The deal does not affect three False Claims Act cases that the U.S. Department of Justice is pursuing against J&J over Risperdal. Bloomberg reported in June that J&J is close to a $2.2 billion settlement in the federal part of the case, as we discussed here. If that settlement goes through, it will be put an exclamation mark on what has already been a banner year for qui tam cases. Abbott Laboratories agreed to pay $1.6 billion in May to settle similar whistleblower claims over its drug Depakote, and GlakoSmithKline reached a similar $3 billion deal in July.

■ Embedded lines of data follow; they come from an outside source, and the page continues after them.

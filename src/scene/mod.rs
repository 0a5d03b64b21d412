// scene/ - Per-scene frame drivers
//
// A scene owns all of its simulation state. The host fills a `FrameState`
// before each frame, calls `Scene::frame`, and waits the returned delay
// before the next one. The only field a scene writes back is the pending
// tap, which it consumes.

mod fall;
mod galaxy;
mod grass;
mod nexus;

pub use fall::FallScene;
pub use galaxy::GalaxyScene;
pub use grass::{DayPhase, GrassScene, TimeOfDay};
pub use nexus::NexusScene;

use crate::error::ConfigError;
use crate::render::Renderer;

/// Where a one-shot pointer event came from.
#[derive(Debug, Clone, Copy, PartialEq, Eq)]
pub enum TapKind {
    /// Tap on the wallpaper.
    Tap,
    /// Icon dropped onto the home screen.
    Drop,
}

/// A pointer event in screen pixels.
#[derive(Debug, Clone, Copy, PartialEq)]
pub struct Tap {
    pub kind: TapKind,
    pub x: f32,
    pub y: f32,
}

/// Host-provided snapshot for one frame.
#[derive(Debug, Clone, PartialEq)]
pub struct FrameState {
    pub width: u32,
    pub height: u32,
    /// Milliseconds on the host's clock.
    pub now_ms: f64,
    /// Wallpaper scroll position, 0 (leftmost page) to 1.
    pub x_offset: f32,
    /// Thumbnail rendering: deterministic, no intro animation.
    pub preview: bool,
    tap: Option<Tap>,
}

impl FrameState {
    pub fn new(width: u32, height: u32) -> Self {
        Self { width, height, now_ms: 0.0, x_offset: 0.0, preview: false, tap: None }
    }

    /// Queue a pointer event for the next frame. A newer event replaces an
    /// unread one.
    pub fn push_tap(&mut self, kind: TapKind, x: f32, y: f32) {
        self.tap = Some(Tap { kind, x, y });
    }

    /// Read and clear the pending pointer event.
    pub fn take_tap(&mut self) -> Option<Tap> {
        self.tap.take()
    }

    pub fn pending_tap(&self) -> Option<Tap> {
        self.tap
    }

    pub fn check_screen(&self) -> Result<(), ConfigError> {
        check_screen(self.width, self.height)
    }
}

pub(crate) fn check_screen(width: u32, height: u32) -> Result<(), ConfigError> {
    if width == 0 || height == 0 {
        return Err(ConfigError::Screen { width, height });
    }
    Ok(())
}

/// How long the host should wait before the next frame.
#[derive(Debug, Clone, Copy, PartialEq, Eq)]
pub enum FrameDelay {
    /// Next frame as soon as possible.
    Asap,
    Millis(u32),
}

impl FrameDelay {
    pub fn from_millis(ms: u32) -> Self {
        if ms <= 1 { FrameDelay::Asap } else { FrameDelay::Millis(ms) }
    }

    /// Wire value handed to the host; 1 means as soon as possible.
    pub fn as_millis(self) -> u32 {
        match self {
            FrameDelay::Asap => 1,
            FrameDelay::Millis(ms) => ms,
        }
    }
}

pub trait Scene {
    /// Rebuild size-dependent state for a new surface.
    fn resize(&mut self, width: u32, height: u32) -> Result<(), ConfigError>;

    /// Advance one frame and draw it.
    fn frame(&mut self, state: &mut FrameState, out: &mut dyn Renderer) -> FrameDelay;
}

#[cfg(test)]
mod tests {
    use super::*;

    #[test]
    fn tap_is_consumed_once() {
        let mut state = FrameState::new(480, 800);
        state.push_tap(TapKind::Tap, 10.0, 20.0);
        state.push_tap(TapKind::Drop, 30.0, 40.0);
        assert_eq!(state.take_tap(), Some(Tap { kind: TapKind::Drop, x: 30.0, y: 40.0 }));
        assert_eq!(state.take_tap(), None);
    }

    #[test]
    fn delay_wire_values() {
        assert_eq!(FrameDelay::from_millis(1), FrameDelay::Asap);
        assert_eq!(FrameDelay::from_millis(45).as_millis(), 45);
        assert_eq!(FrameDelay::Asap.as_millis(), 1);
    }

    #[test]
    fn empty_screen_rejected() {
        assert_eq!(
            FrameState::new(0, 10).check_screen(),
            Err(ConfigError::Screen { width: 0, height: 10 })
        );
    }
}
// scene-preview - Run a wallpaper scene headlessly
//
// Pipeline:
//   1. Load the scene profile (RON file, or the built-in defaults)
//   2. Build the scene and step it N frames, 16 ms apart
//   3. Summarize the recorded draw stream
//   4. Fall scene only: dump the final height grid as a PNG
//
// Usage: cargo run --bin scene-preview -- --scene fall [--profile drift.ron] [--frames 120]

mod heightmap;

use std::collections::BTreeMap;
use std::fs;
use std::path::{Path, PathBuf};
use std::process;

use clap::{Parser, ValueEnum};
use ripple_engine::config::{FallProfile, GalaxyProfile, GrassProfile, NexusProfile};
use ripple_engine::error::ConfigError;
use ripple_engine::render::{Command, CommandLog};
use ripple_engine::scene::{
    FallScene, FrameDelay, FrameState, GalaxyScene, GrassScene, NexusScene, Scene,
};
use serde::de::DeserializeOwned;
use thiserror::Error;

const FRAME_MS: f64 = 16.0;

#[derive(Debug, Error)]
enum PreviewError {
    #[error("invalid scene configuration: {0}")]
    Config(#[from] ConfigError),
    #[error("i/o error: {0}")]
    Io(#[from] std::io::Error),
    #[error("could not write image: {0}")]
    Image(#[from] image::ImageError),
    #[error("could not parse profile: {0}")]
    Profile(#[from] ron::error::SpannedError),
}

#[derive(Debug, Clone, Copy, PartialEq, Eq, ValueEnum)]
enum SceneKind {
    Fall,
    Nexus,
    Grass,
    Galaxy,
}

#[derive(Parser)]
#[command(name = "scene-preview")]
#[command(
    about = "Step a wallpaper scene without a GPU and report what it drew",
    long_about = None
)]
#[command(version)]
struct Cli {
    #[arg(long, value_enum, default_value = "fall")]
    scene: SceneKind,

    /// Scene profile in RON; missing fields take their defaults
    #[arg(long)]
    profile: Option<PathBuf>,

    #[arg(long, default_value = "480")]
    width: u32,

    #[arg(long, default_value = "800")]
    height: u32,

    #[arg(long, default_value = "120")]
    frames: u32,

    #[arg(long, default_value = "1")]
    seed: u64,

    /// Render as a thumbnail (no intro, constant rain)
    #[arg(long)]
    preview: bool,

    /// Where to write the fall scene's final height grid
    #[arg(long)]
    heightmap: Option<PathBuf>,
}

/// What a run drew, summed over every frame.
#[derive(Debug, Default)]
struct Summary {
    frames: u32,
    draws: usize,
    uploaded: usize,
    by_kind: BTreeMap<&'static str, usize>,
    last_delay: Option<FrameDelay>,
}

impl Summary {
    fn record(&mut self, log: &CommandLog, delay: FrameDelay) {
        self.frames += 1;
        self.draws += log.draw_count();
        self.uploaded += log.uploaded_bytes();
        for command in &log.commands {
            *self.by_kind.entry(kind(command)).or_default() += 1;
        }
        self.last_delay = Some(delay);
    }
}

fn kind(command: &Command) -> &'static str {
    match command {
        Command::BindProgram(..) => "program",
        Command::BindTexture(..) => "texture",
        Command::Color(_) => "color",
        Command::ModelMatrix(_) => "model",
        Command::TextureMatrix(_) => "texture-matrix",
        Command::Material(_) => "material",
        Command::Quad(_) => "quad",
        Command::Rect(..) => "rect",
        Command::Mesh(_) => "mesh",
        Command::MeshRange(..) => "mesh-range",
        Command::Upload(..) => "upload",
        Command::Indices(..) => "indices",
    }
}

fn load_profile<P: DeserializeOwned + Default>(path: Option<&Path>) -> Result<P, PreviewError> {
    match path {
        Some(path) => {
            log::info!("  Loading profile {}...", path.display());
            let text = fs::read_to_string(path)?;
            Ok(ron::from_str(&text)?)
        }
        None => Ok(P::default()),
    }
}

fn step<S: Scene>(scene: &mut S, cli: &Cli) -> Summary {
    let mut state = FrameState::new(cli.width, cli.height);
    state.preview = cli.preview;
    let mut log = CommandLog::new();
    let mut summary = Summary::default();

    for frame in 0..cli.frames {
        log.clear();
        state.now_ms = frame as f64 * FRAME_MS;
        let delay = scene.frame(&mut state, &mut log);
        summary.record(&log, delay);
    }
    summary
}

fn run(cli: &Cli) -> Result<Summary, PreviewError> {
    let profile = cli.profile.as_deref();
    log::info!(
        "Running {:?} at {}x{} for {} frames...",
        cli.scene,
        cli.width,
        cli.height,
        cli.frames
    );

    let summary = match cli.scene {
        SceneKind::Fall => {
            let profile: FallProfile = load_profile(profile)?;
            let mut scene = FallScene::new(profile, cli.width, cli.height, cli.seed)?;
            let summary = step(&mut scene, cli);
            if let Some(path) = &cli.heightmap {
                log::info!("  Writing height grid to {}...", path.display());
                heightmap::write(scene.height_grid(), path)?;
            }
            summary
        }
        SceneKind::Nexus => {
            let profile: NexusProfile = load_profile(profile)?;
            let mut scene = NexusScene::new(profile, cli.width, cli.height, 0.0, cli.seed)?;
            step(&mut scene, cli)
        }
        SceneKind::Grass => {
            let profile: GrassProfile = load_profile(profile)?;
            let mut scene = GrassScene::new(profile, cli.width, cli.height, cli.seed)?;
            step(&mut scene, cli)
        }
        SceneKind::Galaxy => {
            let profile: GalaxyProfile = load_profile(profile)?;
            let mut scene = GalaxyScene::new(profile, cli.width, cli.height, cli.seed)?;
            step(&mut scene, cli)
        }
    };

    if cli.heightmap.is_some() && cli.scene != SceneKind::Fall {
        log::warn!("--heightmap only applies to the fall scene");
    }
    Ok(summary)
}

fn main() {
    let cli = Cli::parse();
    env_logger::Builder::new()
        .filter_level(log::LevelFilter::Info)
        .parse_default_env()
        .init();

    match run(&cli) {
        Ok(summary) => {
            log::info!("  Frames: {}", summary.frames);
            log::info!("  Draw calls: {}", summary.draws);
            log::info!("  Uploaded: {} KB", summary.uploaded / 1024);
            for (kind, count) in &summary.by_kind {
                log::info!("    {kind}: {count}");
            }
            if let Some(delay) = summary.last_delay {
                log::info!("  Next frame in: {} ms", delay.as_millis());
            }
            log::info!("Done!");
        }
        Err(e) => {
            eprintln!("Error: {e}");
            process::exit(1);
        }
    }
}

The deal with Janssen does not affect Risperdal cases brought by state AGs that opted out of the multi-state settlement. As we reported here, those cases have mostly been a disaster for J&J and its trial lawyers at Drinker Biddle & Reath, and a boon to the Houston firm of Bailey Perrin Bailey, which represents state AGs on a 15 percent contingency fee. In June, J&J lost a $1.2 billion jury verdict in a case brought by the Arkansas attorney general and Bailey Perrin. The firm also won a $327 million verdict against J&J in another Risperdal case brought on behalf of South Carolina. There have been a few bright spots for J&J though, like a directed verdict in a case Bailey Perrin brought for the Pennsylvania AG’s office.

We reached to Drinker Biddle partner Thomas Campion, who oversees the Risperdal litigation, but didn’t hear back. Janssen president Michael Yang said in a statement, “We have chosen this path to achieve a prompt and full resolution of these state claims.”